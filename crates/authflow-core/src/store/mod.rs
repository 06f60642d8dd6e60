//! Key-value storage for persisted session slots.
//!
//! The session layer only needs string get/set/remove on a handful of keys;
//! anything durable enough to survive a restart will do.

mod file;

use std::collections::HashMap;
use std::sync::{Mutex, PoisonError};

pub use file::FileStore;

use crate::error::Result;

/// Minimal string key-value store.
pub trait KeyValueStore: Send + Sync {
    /// Value for `key`, or `None` when unset.
    fn get(&self, key: &str) -> Result<Option<String>>;
    fn set(&self, key: &str, value: &str) -> Result<()>;
    /// Remove `key`. Removing an unset key is not an error.
    fn remove(&self, key: &str) -> Result<()>;
}

/// In-process store, lost on exit.
#[derive(Debug, Default)]
pub struct MemoryStore {
    entries: Mutex<HashMap<String, String>>,
}

impl MemoryStore {
    pub fn new() -> Self {
        Self::default()
    }

    pub fn len(&self) -> usize {
        self.entries
            .lock()
            .unwrap_or_else(PoisonError::into_inner)
            .len()
    }

    pub fn is_empty(&self) -> bool {
        self.len() == 0
    }
}

impl KeyValueStore for MemoryStore {
    fn get(&self, key: &str) -> Result<Option<String>> {
        let entries = self.entries.lock().unwrap_or_else(PoisonError::into_inner);
        Ok(entries.get(key).cloned())
    }

    fn set(&self, key: &str, value: &str) -> Result<()> {
        self.entries
            .lock()
            .unwrap_or_else(PoisonError::into_inner)
            .insert(key.to_string(), value.to_string());
        Ok(())
    }

    fn remove(&self, key: &str) -> Result<()> {
        self.entries
            .lock()
            .unwrap_or_else(PoisonError::into_inner)
            .remove(key);
        Ok(())
    }
}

◆ ◆ ◆ ◆ ◆ ◆ ◆

== Work to complete ==
Please retype the top of the data exactly, down to and including the line that holds "fn set(&self, key: &str, value: &str) -> Result<()>;", and nothing further.

== Solution for this task ==
filename crates/authflow-core/src/store/mod.rs
repository 06f60642d8dd6e60
//! Key-value storage for persisted session slots.
//!
//! The session layer only needs string get/set/remove on a handful of keys;
//! anything durable enough to survive a restart will do.

mod file;

use std::collections::HashMap;
use std::sync::{Mutex, PoisonError};

pub use file::FileStore;

use crate::error::Result;

/// Minimal string key-value store.
pub trait KeyValueStore: Send + Sync {
    /// Value for `key`, or `None` when unset.
    fn get(&self, key: &str) -> Result<Option<String>>;
    fn set(&self, key: &str, value: &str) -> Result<()>;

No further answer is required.